Have I posted these dos and don'ts? I hope you did get to Starbucks and B&N and got DR or DB and started to read again. Honey, we all feel your pain. And we all know that this can be fixed, you can feel better, but you have to stop doing the same old behaviors and aim right for the cheese. Even a rat will quit going down cheeseless tunnels.

You are a smart woman... you have already written your goals, what you need to do. Now all you need it to do it.

We are here for you. We don't want you to feel like dying.
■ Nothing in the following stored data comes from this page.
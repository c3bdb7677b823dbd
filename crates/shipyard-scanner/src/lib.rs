//! Vulnerability scanner adapters.
//!
//! The scan gate itself lives in `shipyard_core::scan`; this crate only runs
//! scanners and turns their output into a [`shipyard_core::ScanReport`].

pub mod grype;

pub use grype::GrypeScanner;
//! apko OS image backend.

use async_trait::async_trait;
use shipyard_core::backend::ApkoConfig;
use shipyard_core::{
    ArtifactContent, ArtifactHandle, Backend, BackendConfig, BackendKind, BuildId,
    CredentialEntry, Digest, Error, ImageReference, Platform, PublishedRef, RawArtifact, Result,
};
use std::path::{Path, PathBuf};
use tracing::info;

use crate::crane::{Crane, child_target, platform_suffix};
use crate::process::ToolCommand;
use crate::archive::file_artifact;
use crate::BackendSettings;

/// Builds OCI image tarballs with `apko` and pushes them with `crane`.
#[derive(Debug, Clone)]
pub struct ApkoBackend {
    binary: String,
    work_dir: PathBuf,
    crane: Crane,
}

impl ApkoBackend {
    pub fn new(settings: &BackendSettings) -> Self {
        Self {
            binary: settings.apko.clone(),
            work_dir: settings.work_dir.join("apko"),
            crane: Crane::new(&settings.crane),
        }
    }

    /// apko spells architectures like the OCI platform, minus the OS.
    fn arch(platform: &Platform) -> String {
        match platform.variant() {
            Some(variant) => format!("{}/{}", platform.arch(), variant),
            None => platform.arch().to_string(),
        }
    }

    pub fn build_command(
        &self,
        config: &ApkoConfig,
        tag: &str,
        platform: &Platform,
        output: &Path,
    ) -> ToolCommand {
        ToolCommand::new(&self.binary)
            .arg("build")
            .arg(&config.config)
            .arg(tag)
            .arg(output)
            .arg("--arch")
            .arg(Self::arch(platform))
            .repeated("--keyring-append", &config.keyring_append)
            .repeated("--repository-append", &config.repository_append)
            .repeated("--package-append", &config.package_append)
            .optional("--cache-dir", config.cache_dir.as_ref())
    }

    fn output_path(&self, id: BuildId, platform: &Platform) -> PathBuf {
        self.work_dir
            .join(id.short())
            .join(platform_suffix(platform))
            .join("image.tar")
    }

    async fn push_one(crane: &Crane, raw: &RawArtifact, target: &ImageReference) -> Result<Digest> {
        let ArtifactContent::OciArchive { path } = &raw.content else {
            return Err(Error::Internal(format!(
                "apko cannot push {:?} content",
                raw.content
            )));
        };
        crane.push(path, target).await
    }
}

#[async_trait]
impl Backend for ApkoBackend {
    fn kind(&self) -> BackendKind {
        BackendKind::Apko
    }

    async fn build(
        &self,
        id: BuildId,
        config: &BackendConfig,
        platform: &Platform,
    ) -> Result<RawArtifact> {
        let BackendConfig::Apko(apko) = config else {
            return Err(config.mismatch(BackendKind::Apko));
        };

        let output = self.output_path(id, platform);
        if let Some(parent) = output.parent() {
            tokio::fs::create_dir_all(parent)
                .await
                .map_err(|e| Error::Internal(format!("failed to create {}: {}", parent.display(), e)))?;
        }

        let tag = config.local_reference(id);
        info!(config = %apko.config.display(), platform = %platform, "apko build");
        self.build_command(apko, &tag, platform, &output)
            .run()
            .await?;

        file_artifact(
            BackendKind::Apko,
            platform,
            ArtifactContent::OciArchive { path: output },
        )
        .await
    }

    async fn login(&self, credentials: &CredentialEntry) -> Result<()> {
        self.crane.session(&self.work_dir, Some(credentials)).await?;
        Ok(())
    }

    async fn push(
        &self,
        artifact: &ArtifactHandle,
        target: &ImageReference,
        credentials: Option<&CredentialEntry>,
    ) -> Result<PublishedRef> {
        let (_auth, crane) = self.crane.session(&self.work_dir, credentials).await?;

        if !artifact.is_multi_platform() {
            let raw = &artifact.manifests()[0];
            let digest = Self::push_one(&crane, raw, target).await?;
            return Ok(PublishedRef::new(target, digest));
        }

        let mut children = Vec::with_capacity(artifact.manifests().len());
        for raw in artifact.manifests() {
            let child = child_target(target, &raw.platform)?;
            let digest = Self::push_one(&crane, raw, &child).await?;
            children.push(format!("{}@{}", child.name(), digest));
        }
        let digest = crane.index_append(&children, target).await?;
        Ok(PublishedRef::new(target, digest))
    }

    async fn alias(
        &self,
        published: &PublishedRef,
        target: &ImageReference,
        credentials: Option<&CredentialEntry>,
    ) -> Result<()> {
        let (_auth, crane) = self.crane.session(&self.work_dir, credentials).await?;
        crane.copy(&published.reference, target).await
    }
}
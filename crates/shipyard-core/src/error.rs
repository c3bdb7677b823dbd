//! Error types for Shipyard.

use thiserror::Error;

use crate::artifact::PublishedRef;
use crate::platform::Platform;
use crate::scan::{Finding, Severity};

#[derive(Debug, Error)]
pub enum Error {
    #[error("invalid configuration: {0}")]
    Config(String),

    #[error("build failed for {platform}: {message}")]
    Build { platform: Platform, message: String },

    #[error("scan gate failed: {} finding(s) at or above {cutoff}", findings.len())]
    ScanGate {
        cutoff: Severity,
        findings: Vec<Finding>,
    },

    #[error("authentication failed for {registry}: {message}")]
    Auth { registry: String, message: String },

    #[error("push to {target} failed: {message}")]
    Push { target: String, message: String },

    #[error("published {} but {} alias(es) failed: {}", published.address, failures.len(), format_alias_failures(failures))]
    AliasPush {
        published: Box<PublishedRef>,
        failures: Vec<AliasFailure>,
    },

    #[error("scan failed: {0}")]
    Scan(String),

    #[error("not built: {0}")]
    NotBuilt(String),

    #[error("cancelled")]
    Cancelled,

    #[error("internal error: {0}")]
    Internal(String),
}

/// An extra tag that could not be pointed at the published digest.
#[derive(Debug, Clone, PartialEq, Eq)]
pub struct AliasFailure {
    pub target: String,
    pub message: String,
}

fn format_alias_failures(failures: &[AliasFailure]) -> String {
    failures
        .iter()
        .map(|f| format!("{} ({})", f.target, f.message))
        .collect::<Vec<_>>()
        .join(", ")
}

impl Error {
    /// Pipeline stage this error belongs to, used when reporting failures.
    pub fn stage(&self) -> &'static str {
        match self {
            Error::Config(_) => "config",
            Error::Build { .. } => "build",
            Error::ScanGate { .. } | Error::Scan(_) => "scan",
            Error::Auth { .. } => "auth",
            Error::Push { .. } | Error::AliasPush { .. } => "publish",
            Error::NotBuilt(_) => "query",
            Error::Cancelled => "cancelled",
            Error::Internal(_) => "internal",
        }
    }

    /// Attach platform context to a failure raised while building for
    /// `platform`.
    ///
    /// Configuration errors keep their kind and gain the platform in their
    /// message; cancellation and build errors pass through. Everything else
    /// becomes a build error for `platform`.
    pub fn for_platform(self, platform: &Platform) -> Self {
        match self {
            Error::Config(message) => Error::Config(format!("{}: {}", platform, message)),
            Error::Build { .. } | Error::Cancelled => self,
            Error::Internal(message) => Error::Build {
                platform: platform.clone(),
                message,
            },
            other => Error::Build {
                platform: platform.clone(),
                message: other.to_string(),
            },
        }
    }
}

pub type Result<T> = std::result::Result<T, Error>;
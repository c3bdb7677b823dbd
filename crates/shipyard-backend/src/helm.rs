//! Helm chart backend.
//!
//! Charts do not depend on the target platform, so a chart is packaged once
//! and pushed as an OCI artifact.

use async_trait::async_trait;
use shipyard_core::backend::HelmConfig;
use shipyard_core::{
    ArtifactContent, ArtifactHandle, Backend, BackendConfig, BackendKind, BuildId,
    CredentialEntry, Error, ImageReference, Platform, PublishedRef, RawArtifact, Result,
};
use std::path::{Path, PathBuf};
use tracing::info;

use crate::BackendSettings;
use crate::archive::file_artifact;
use crate::crane::{AuthScope, Crane, parse_digest, push_error};
use crate::process::ToolCommand;

#[derive(Debug, Clone)]
pub struct HelmBackend {
    binary: String,
    work_dir: PathBuf,
    crane: Crane,
}

/// Path of the packaged chart, from `helm package` output.
pub fn parse_package_path(output: &str) -> Option<PathBuf> {
    output
        .lines()
        .find_map(|line| line.split_once("saved it to:"))
        .map(|(_, path)| PathBuf::from(path.trim()))
        .filter(|p| !p.as_os_str().is_empty())
}

/// Reference reported on the `Pushed:` line of `helm push` output.
pub fn parse_pushed_reference(output: &str) -> Option<String> {
    output
        .lines()
        .find_map(|line| line.trim().strip_prefix("Pushed:"))
        .map(|r| r.trim().to_string())
}

impl HelmBackend {
    pub fn new(settings: &BackendSettings) -> Self {
        Self {
            binary: settings.helm.clone(),
            work_dir: settings.work_dir.join("helm"),
            crane: Crane::new(&settings.crane),
        }
    }

    pub fn package_command(&self, config: &HelmConfig, destination: &Path) -> ToolCommand {
        let cmd = ToolCommand::new(&self.binary)
            .arg("package")
            .arg(&config.chart)
            .arg("--destination")
            .arg(destination)
            .optional("--version", config.version.as_deref())
            .optional("--app-version", config.app_version.as_deref());
        if config.dependency_update {
            cmd.arg("--dependency-update")
        } else {
            cmd
        }
    }

    pub fn login_command(&self, credentials: &CredentialEntry, scope: &AuthScope) -> ToolCommand {
        ToolCommand::new(&self.binary)
            .args(["registry", "login", credentials.address.as_str(), "--username"])
            .arg(&credentials.principal)
            .arg("--password-stdin")
            .arg("--registry-config")
            .arg(scope.helm_registry_config())
            .stdin_secret(credentials.secret.clone())
    }

    pub fn push_command(&self, chart: &Path, target: &ImageReference, scope: &AuthScope) -> ToolCommand {
        ToolCommand::new(&self.binary)
            .arg("push")
            .arg(chart)
            .arg(format!("oci://{}", target.namespace()))
            .arg("--registry-config")
            .arg(scope.helm_registry_config())
    }

    /// Scope logged in for both helm and crane.
    async fn session(&self, credentials: Option<&CredentialEntry>) -> Result<(AuthScope, Crane)> {
        let (scope, crane) = self.crane.session(&self.work_dir, credentials).await?;
        if let Some(credentials) = credentials {
            info!(registry = %credentials.address, "helm registry login");
            self.login_command(credentials, &scope)
                .run()
                .await
                .map_err(|e| Error::Auth {
                    registry: credentials.address.clone(),
                    message: e.to_string(),
                })?;
        }
        Ok((scope, crane))
    }
}

#[async_trait]
impl Backend for HelmBackend {
    fn kind(&self) -> BackendKind {
        BackendKind::Helm
    }

    fn platform_independent(&self) -> bool {
        true
    }

    async fn build(
        &self,
        id: BuildId,
        config: &BackendConfig,
        platform: &Platform,
    ) -> Result<RawArtifact> {
        let BackendConfig::Helm(helm) = config else {
            return Err(config.mismatch(BackendKind::Helm));
        };

        let destination = self.work_dir.join(id.short());
        tokio::fs::create_dir_all(&destination)
            .await
            .map_err(|e| Error::Internal(format!("failed to create {}: {}", destination.display(), e)))?;

        info!(chart = %helm.chart.display(), "helm package");
        let output = self.package_command(helm, &destination).run().await?;
        let chart = parse_package_path(&output.stdout).ok_or_else(|| {
            Error::Internal(format!("could not find packaged chart in: {}", output.stdout.trim()))
        })?;

        file_artifact(
            BackendKind::Helm,
            platform,
            ArtifactContent::ChartArchive { path: chart },
        )
        .await
    }

    async fn login(&self, credentials: &CredentialEntry) -> Result<()> {
        self.session(Some(credentials)).await?;
        Ok(())
    }

    async fn push(
        &self,
        artifact: &ArtifactHandle,
        target: &ImageReference,
        credentials: Option<&CredentialEntry>,
    ) -> Result<PublishedRef> {
        let Some(ArtifactContent::ChartArchive { path }) = artifact.contents(None) else {
            return Err(Error::Internal("helm can only push chart archives".to_string()));
        };

        let (scope, crane) = self.session(credentials).await?;
        let output = self
            .push_command(path, target, &scope)
            .run()
            .await
            .map_err(|e| push_error(e, target))?;
        let combined = output.combined();
        let digest = parse_digest(&combined).ok_or_else(|| Error::Push {
            target: target.to_string(),
            message: "helm push did not report a digest".to_string(),
        })?;

        // helm tags with the chart version; retag when the target differs.
        let pushed = parse_pushed_reference(&combined).unwrap_or_else(|| target.to_string());
        if pushed != target.to_string() {
            let source = ImageReference::parse(&pushed)?.with_digest(digest.as_str());
            crane.copy(&source.to_string(), target).await?;
        }

        Ok(PublishedRef::new(target, digest))
    }

    async fn alias(
        &self,
        published: &PublishedRef,
        target: &ImageReference,
        credentials: Option<&CredentialEntry>,
    ) -> Result<()> {
        let (_auth, crane) = self.crane.session(&self.work_dir, credentials).await?;
        crane.copy(&published.reference, target).await
    }
}
fn parse_scan(node: &KdlNode) -> ConfigResult<ScanDefinition> {
    let severity = get_string_prop(node, "severity")
        .map(|s| s.parse::<Severity>())
        .transpose()
        .map_err(|e| ConfigError::invalid("scan severity", e))?;

    Ok(ScanDefinition {
        severity,
        format: get_string_prop(node, "format").map(OutputFormat::new),
        enforce: get_bool_prop(node, "enforce").unwrap_or(true),
    })
}

fn parse_publish(node: &KdlNode) -> ConfigResult<PublishDefinition> {
    let tag = get_first_string_arg(node)
        .ok_or_else(|| ConfigError::MissingField("publish reference".to_string()))?;

    let mut aliases = Vec::new();
    if let Some(children) = node.children() {
        for child in children.nodes() {
            if child.name().value() == "alias" {
                aliases.extend(get_all_string_args(child));
            }
        }
    }

    Ok(PublishDefinition { tag, aliases })
}

// Helper functions for extracting values from KDL nodes

fn get_first_string_arg(node: &KdlNode) -> Option<String> {
    node.entries()
        .iter()
        .find(|e| e.name().is_none())
        .and_then(|e| e.value().as_string())
        .map(|s| s.to_string())
}

fn get_first_bool_arg(node: &KdlNode) -> Option<bool> {
    node.entries()
        .iter()
        .find(|e| e.name().is_none())
        .and_then(|e| e.value().as_bool())
}

fn get_all_string_args(node: &KdlNode) -> Vec<String> {
    node.entries()
        .iter()
        .filter(|e| e.name().is_none())
        .filter_map(|e| e.value().as_string())
        .map(|s| s.to_string())
        .collect()
}

fn get_key_value(node: &KdlNode, field: &str) -> ConfigResult<(String, String)> {
    match get_all_string_args(node).as_slice() {
        [key, value] => Ok((key.clone(), value.clone())),
        _ => Err(ConfigError::invalid(field, "expected a key and a value")),
    }
}

fn get_string_prop(node: &KdlNode, name: &str) -> Option<String> {
    node.get(name)
        .and_then(|v| v.as_string())
        .map(|s| s.to_string())
}

fn get_bool_prop(node: &KdlNode, name: &str) -> Option<bool> {
    node.get(name).and_then(|v| v.as_bool())
}
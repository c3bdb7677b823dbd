//! Standalone image scan.

use anyhow::{Context, Result, bail};
use clap::Args;
use shipyard_config::{SecretSource, VariableContext, load_pipeline};
use shipyard_core::{
    CredentialEntry, GateDecision, ImageReference, OutputFormat, ScanGate, ScanTarget, Scanner,
    Severity,
};
use shipyard_scanner::GrypeScanner;
use std::path::{Path, PathBuf};
use tracing::info;

use super::definition_dir;

#[derive(Args)]
pub struct ScanArgs {
    /// Image reference to scan
    image: String,

    /// Fail on findings at or above this severity
    #[arg(long)]
    severity: Option<Severity>,

    /// Report format
    #[arg(long, default_value = "table")]
    format: String,

    /// Registry username
    #[arg(long, requires = "password", conflicts_with = "file")]
    username: Option<String>,

    /// Environment variable holding the registry password
    #[arg(long, group = "password", requires = "username")]
    password_env: Option<String>,

    /// File holding the registry password
    #[arg(long, group = "password", requires = "username")]
    password_file: Option<PathBuf>,

    /// Take registry credentials from a pipeline definition
    #[arg(short, long)]
    file: Option<PathBuf>,
}

impl ScanArgs {
    /// Credentials for `registry`, from the command line or a definition.
    fn credentials(&self, registry: &str) -> Result<Option<CredentialEntry>> {
        if let Some(username) = &self.username {
            let source = match (&self.password_env, &self.password_file) {
                (Some(var), _) => SecretSource::Env(var.clone()),
                (None, Some(path)) => SecretSource::File(path.clone()),
                (None, None) => bail!("--username needs --password-env or --password-file"),
            };
            return Ok(Some(CredentialEntry {
                address: shipyard_core::credential::normalize_address(registry),
                principal: username.clone(),
                secret: source.resolve(registry)?,
            }));
        }

        let Some(file) = &self.file else {
            return Ok(None);
        };
        let ctx = VariableContext::detect(&definition_dir(file).to_string_lossy());
        let def = load_pipeline(file, &ctx)
            .with_context(|| format!("Failed to load pipeline definition: {}", file.display()))?;
        let credentials = def
            .credentials()
            .context("Failed to resolve registry credentials")?;
        Ok(credentials.resolve(registry).cloned())
    }
}

pub async fn scan(work_dir: &Path, args: ScanArgs) -> Result<()> {
    let reference = ImageReference::parse(&args.image)?.or_default_tag();
    let target = ScanTarget::Registry {
        reference: reference.to_string(),
    };
    let gate = ScanGate::new(args.severity, Some(OutputFormat::new(args.format.clone())));
    let credentials = args.credentials(reference.registry())?;
    info!(
        image = %reference,
        authenticated = credentials.is_some(),
        "Scanning image"
    );

    let scanner = GrypeScanner::default().with_db_cache_dir(work_dir.join("grype-db"));
    let report = scanner
        .scan(&target, &gate.output_format, credentials.as_ref())
        .await
        .with_context(|| format!("Failed to scan {}", reference))?;

    if let Some(rendered) = report.rendered() {
        println!("{}", rendered);
    }

    let summary = report.summary();
    println!(
        "{} finding(s): {} critical, {} high, {} medium, {} low",
        summary.total, summary.critical, summary.high, summary.medium, summary.low
    );

    match gate.evaluate(&report) {
        GateDecision::Pass => {
            println!("✓ Scan gate passed");
            Ok(())
        }
        GateDecision::Fail(findings) => {
            for finding in &findings {
                println!("  {}", finding);
            }
            bail!(
                "Scan gate failed: {} finding(s) at or above {}",
                findings.len(),
                args.severity.map(|s| s.to_string()).unwrap_or_default()
            );
        }
    }
}

#[cfg(test)]
mod tests {
    use super::*;

    fn args(extra: &[&str]) -> ScanArgs {
        #[derive(clap::Parser)]
        struct Wrapper {
            #[command(flatten)]
            args: ScanArgs,
        }
        let mut argv = vec!["shipyard", "ghcr.io/acme/private:v1"];
        argv.extend_from_slice(extra);
        <Wrapper as clap::Parser>::parse_from(argv).args
    }

    #[test]
    fn test_anonymous_by_default() {
        assert!(args(&[]).credentials("ghcr.io").unwrap().is_none());
    }

    #[test]
    fn test_credentials_from_password_file() {
        let dir = tempfile::tempdir().unwrap();
        let password = dir.path().join("token");
        std::fs::write(&password, "s3cret\n").unwrap();

        let entry = args(&["--username", "bot", "--password-file", password.to_str().unwrap()])
            .credentials("ghcr.io")
            .unwrap()
            .unwrap();
        assert_eq!(entry.address, "ghcr.io");
        assert_eq!(entry.principal, "bot");
        assert_eq!(entry.secret.expose(), "s3cret");
    }

    #[test]
    fn test_credentials_from_definition() {
        let dir = tempfile::tempdir().unwrap();
        let password = dir.path().join("token");
        std::fs::write(&password, "from-file").unwrap();
        let file = dir.path().join("shipyard.kdl");
        std::fs::write(
            &file,
            format!(
                r#"
pipeline "app"
apko "apko.yaml"
registry "ghcr.io" username="bot" password-file="{}"
"#,
                password.display()
            ),
        )
        .unwrap();

        let parsed = args(&["-f", file.to_str().unwrap()]);
        let entry = parsed.credentials("ghcr.io").unwrap().unwrap();
        assert_eq!(entry.principal, "bot");
        assert_eq!(entry.secret.expose(), "from-file");
        assert!(parsed.credentials("docker.io").unwrap().is_none());
    }

    #[test]
    fn test_username_requires_password_source() {
        #[derive(clap::Parser)]
        struct Wrapper {
            #[command(flatten)]
            args: ScanArgs,
        }
        let result = <Wrapper as clap::Parser>::try_parse_from([
            "shipyard",
            "ghcr.io/acme/private:v1",
            "--username",
            "bot",
        ]);
        assert!(result.is_err());
    }
}
//! KDL pipeline definitions for Shipyard.
//!
//! This crate handles:
//! - Pipeline definitions (`shipyard.kdl`)
//! - Registry secret sources
//! - Variable interpolation

pub mod error;
pub mod pipeline;
pub mod secret;
pub mod variables;

pub use error::{ConfigError, ConfigResult};
pub use pipeline::{
    DEFAULT_FILE, PipelineDefinition, PublishDefinition, RegistryAuth, RegistryDefinition,
    ScanDefinition, load_pipeline, parse_pipeline,
};
pub use secret::SecretSource;
pub use variables::{GitContext, VariableContext};
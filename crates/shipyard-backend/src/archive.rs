//! On-disk build outputs: digests, sizes and tar archives.
//!
//! Filesystem work is blocking and runs on the blocking pool.

use sha2::{Digest as _, Sha256};
use shipyard_core::{ArtifactContent, BackendKind, Digest, Error, Platform, RawArtifact, Result};
use std::fs::File;
use std::io::Read;
use std::path::{Path, PathBuf};

/// Describe a tool's on-disk output as a [`RawArtifact`].
pub async fn file_artifact(
    kind: BackendKind,
    platform: &Platform,
    content: ArtifactContent,
) -> Result<RawArtifact> {
    let path = content
        .path()
        .map(Path::to_path_buf)
        .ok_or_else(|| Error::Internal("artifact content has no path".to_string()))?;

    let (digest, size) = blocking(move || measure(&path)).await?;

    Ok(RawArtifact {
        kind,
        platform: platform.clone(),
        digest,
        size,
        content,
    })
}

fn measure(path: &Path) -> std::io::Result<(Digest, u64)> {
    if path.is_dir() {
        digest_directory(path)
    } else {
        let size = std::fs::metadata(path)?.len();
        Ok((Digest::sha256_file(path)?, size))
    }
}

/// Digest over a directory tree: relative paths and file contents in sorted
/// order, so the same tree always hashes the same.
pub fn digest_directory(root: &Path) -> std::io::Result<(Digest, u64)> {
    let mut files = Vec::new();
    collect_files(root, root, &mut files)?;
    files.sort();

    let mut hasher = Sha256::new();
    let mut size = 0u64;
    let mut buf = [0u8; 64 * 1024];

    for relative in &files {
        hasher.update(relative.to_string_lossy().as_bytes());
        hasher.update([0u8]);
        let mut file = File::open(root.join(relative))?;
        loop {
            let n = file.read(&mut buf)?;
            if n == 0 {
                break;
            }
            size += n as u64;
            hasher.update(&buf[..n]);
        }
        hasher.update([0u8]);
    }

    let digest = Digest::parse(&format!("sha256:{}", hex::encode(hasher.finalize())))
        .map_err(|e| std::io::Error::other(e.to_string()))?;
    Ok((digest, size))
}

fn collect_files(root: &Path, dir: &Path, files: &mut Vec<PathBuf>) -> std::io::Result<()> {
    for entry in std::fs::read_dir(dir)? {
        let entry = entry?;
        let path = entry.path();
        if entry.file_type()?.is_dir() {
            collect_files(root, &path, files)?;
        } else if let Ok(relative) = path.strip_prefix(root) {
            files.push(relative.to_path_buf());
        }
    }
    Ok(())
}

/// Tar the contents of `dir` into memory, as a Docker build context.
pub async fn context_tarball(dir: PathBuf) -> Result<Vec<u8>> {
    blocking(move || {
        let mut builder = tar::Builder::new(Vec::new());
        builder.follow_symlinks(false);
        builder.append_dir_all(".", &dir)?;
        builder.into_inner()
    })
    .await
}

/// Tar the contents of `dir` into the file `output`.
pub async fn tar_directory(dir: PathBuf, output: PathBuf) -> Result<()> {
    blocking(move || {
        let file = File::create(&output)?;
        let mut builder = tar::Builder::new(file);
        builder.follow_symlinks(false);
        builder.append_dir_all(".", &dir)?;
        builder.finish()
    })
    .await
}

async fn blocking<T, F>(f: F) -> Result<T>
where
    F: FnOnce() -> std::io::Result<T> + Send + 'static,
    T: Send + 'static,
{
    tokio::task::spawn_blocking(f)
        .await
        .map_err(|e| Error::Internal(format!("blocking task failed: {}", e)))?
        .map_err(|e| Error::Internal(e.to_string()))
}

#[cfg(test)]
mod tests {
    use super::*;

    fn write(dir: &Path, name: &str, contents: &str) {
        let path = dir.join(name);
        if let Some(parent) = path.parent() {
            std::fs::create_dir_all(parent).unwrap();
        }
        std::fs::write(path, contents).unwrap();
    }

    #[test]
    fn test_directory_digest_is_stable_and_content_sensitive() {
        let a = tempfile::tempdir().unwrap();
        write(a.path(), "x86_64/hello-1.0.apk", "package");
        write(a.path(), "x86_64/APKINDEX.tar.gz", "index");

        let b = tempfile::tempdir().unwrap();
        write(b.path(), "x86_64/APKINDEX.tar.gz", "index");
        write(b.path(), "x86_64/hello-1.0.apk", "package");

        let (da, size) = digest_directory(a.path()).unwrap();
        let (db, _) = digest_directory(b.path()).unwrap();
        assert_eq!(da, db);
        assert_eq!(size, 12);

        write(b.path(), "x86_64/hello-1.0.apk", "changed");
        let (changed, _) = digest_directory(b.path()).unwrap();
        assert_ne!(da, changed);
    }

    #[tokio::test]
    async fn test_file_artifact_for_tarball() {
        let dir = tempfile::tempdir().unwrap();
        let path = dir.path().join("image.tar");
        std::fs::write(&path, b"oci layout").unwrap();

        let artifact = file_artifact(
            BackendKind::Apko,
            &Platform::new("linux", "amd64"),
            ArtifactContent::OciArchive { path: path.clone() },
        )
        .await
        .unwrap();

        assert_eq!(artifact.digest, Digest::sha256(b"oci layout"));
        assert_eq!(artifact.size, 10);
        assert_eq!(artifact.content.path(), Some(path.as_path()));
    }

    #[tokio::test]
    async fn test_tar_directory_round_trips_entries() {
        let dir = tempfile::tempdir().unwrap();
        write(dir.path(), "repo/aarch64/hello.apk", "apk");
        let output = dir.path().join("layer.tar");

        tar_directory(dir.path().join("repo"), output.clone()).await.unwrap();

        let mut archive = tar::Archive::new(File::open(&output).unwrap());
        let names: Vec<String> = archive
            .entries()
            .unwrap()
            .map(|e| e.unwrap().path().unwrap().to_string_lossy().into_owned())
            .collect();
        assert!(names.iter().any(|n| n.ends_with("aarch64/hello.apk")));
    }

    #[tokio::test]
    async fn test_context_tarball_contains_dockerfile() {
        let dir = tempfile::tempdir().unwrap();
        write(dir.path(), "Dockerfile", "FROM scratch\n");

        let bytes = context_tarball(dir.path().to_path_buf()).await.unwrap();
        let mut archive = tar::Archive::new(bytes.as_slice());
        let found = archive
            .entries()
            .unwrap()
            .any(|e| e.unwrap().path().unwrap().ends_with("Dockerfile"));
        assert!(found);
    }
}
We want you to live life, and live it abundantly with your H who loves you.

MANDATORY DO'S WHEN DBing
1. Be patient. Time is an asset even when it seems to be killing you.
2. Listen carefully to what your spouse is really saying to you.
3. Learn quickly that anger is your enemy.
4. Learn quickly to back off, shut up. and walk away when you want to speak out.
5. Take care of yourself. Exercise, sleep, laugh and focus on all the other parts of your life that are not in turmoil.
6. Be cool, strong, confident, and speak softly.
7. Know that if you can do a 180, your smallest consistent actions will be noticed much more than any words you can say or write.
8. Read as much as you can on this subject.

MANDATORY DON'TS
1. Do not be openly desperate or needy even when you are hurting more than ever in your whole life and are desperate and needy.
2. Do not focus on yourself when communicating with your spouse.
3. Do not believe any of what you hear and less than half of what ou see. Your spouse will speak in absolute negatives because he is hurting and scared.
4. Do not give up no matter how dark it is of how bad you feel.
5. Do not backslide from your hard-earned changes.

Hang in there. Listen to the wise words spoken here on the bb. And if you don't listen to me, cause I don't have the answers, listen to Jan, or Tal, or Sage...


Relax. Appreciate. Be calm. Laugh. Enjoy. Be secure. Be loving. Be loved. Don't personalize. Don't ASSume. Accept. Be grateful.